The heart of the Conservative problem

If one wants to know the kind of trouble David Cameron is in right now, a good place to look is the Content Partner of the Guardian.

Partner Montgomerie of that parish has finally decided that establishment klingon Peter Oborne – having previously said Cameron has the makings of a truly great PM, before going on to say it was impossible to assert Cameron was properly grounded with a decent set of values, but now saying he feels certain that he is genuinely filled with sound and decent values – is ‘inconsistent’.

It’s not that Partner Montgomerie is bothered about Oborne being inconsistent per se, just inconsistent when it comes to showing the love to David Cameron via the inane scattering of words that passes for his columns.
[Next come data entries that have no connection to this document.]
use rayon::prelude::*;
use tracing::{info, instrument};

use crate::panel::qc::config::QcConfig;
use crate::panel::qc::error::Result;
use crate::panel::qc::model::FirmYearRecord;
use crate::panel::qc::report::{Anomaly, AnomalyReport};
use crate::panel::qc::rules::{CATALOGUE, Rule};

/// Runs a rule catalogue over merged records with a fixed configuration.
#[derive(Debug, Clone)]
pub struct Validator {
    config: QcConfig,
    rules: Vec<Rule>,
}

impl Validator {
    /// Builds a validator over the full catalogue after checking `config`.
    pub fn new(config: QcConfig) -> Result<Self> {
        Self::with_rules(config, CATALOGUE.to_vec())
    }

    /// Builds a validator running only `rules`, in the given order.
    pub fn with_rules(config: QcConfig, rules: Vec<Rule>) -> Result<Self> {
        config.validate()?;
        Ok(Self { config, rules })
    }

    pub fn config(&self) -> &QcConfig {
        &self.config
    }

    pub fn rules(&self) -> &[Rule] {
        &self.rules
    }

    /// Findings for one record, rule by rule in catalogue order.
    pub fn validate_record(&self, record: &FirmYearRecord) -> Vec<Anomaly> {
        self.rules
            .iter()
            .flat_map(|rule| rule.apply(record, &self.config))
            .collect()
    }

    /// Validates every record in parallel.
    ///
    /// Findings are concatenated in record order, so the report is the
    /// same as a sequential pass would produce.
    #[instrument(level = "info", skip_all, fields(records = records.len(), rules = self.rules.len()))]
    pub fn validate_all(&self, records: &[FirmYearRecord]) -> AnomalyReport {
        let per_record: Vec<Vec<Anomaly>> = records
            .par_iter()
            .map(|record| self.validate_record(record))
            .collect();
        let report: AnomalyReport = per_record.into_iter().flatten().collect();
        info!(anomalies = report.len(), "validation finished");
        report
    }
}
That is part of the Conservative problem.  But to understand the problem one needs to look at the party itself.

The Conservative grassroots is now made up of four key constituencies:

  1. Those confused ‘Conservative in name only’ quasi socialists who comprise the ‘wet’ wing of the party, who would be Labour supporters but couldn’t possibly be because papa and mama were lifelong Tories and besides, charging around the estate on horseback hunting foxes and picking off a grouse or two doesn’t fit with the ideals of the comrades – and besides having been members of the Young Farmers they couldn’t possibly be anything else.
  2. Those cynical ‘Conservative in name only’ types like Cameron who studied PPE at Oxford and were never ideologically drawn to politics and couldn’t care less about principles, values or policies, but who simply see politics as a good gig that will help them to achieve some personal success and financial reward if they scale the greasy pole, and who realise that their demographic classification meant they should join the Tories if they wanted to get anywhere and tap into wealthy backers from type 1 above.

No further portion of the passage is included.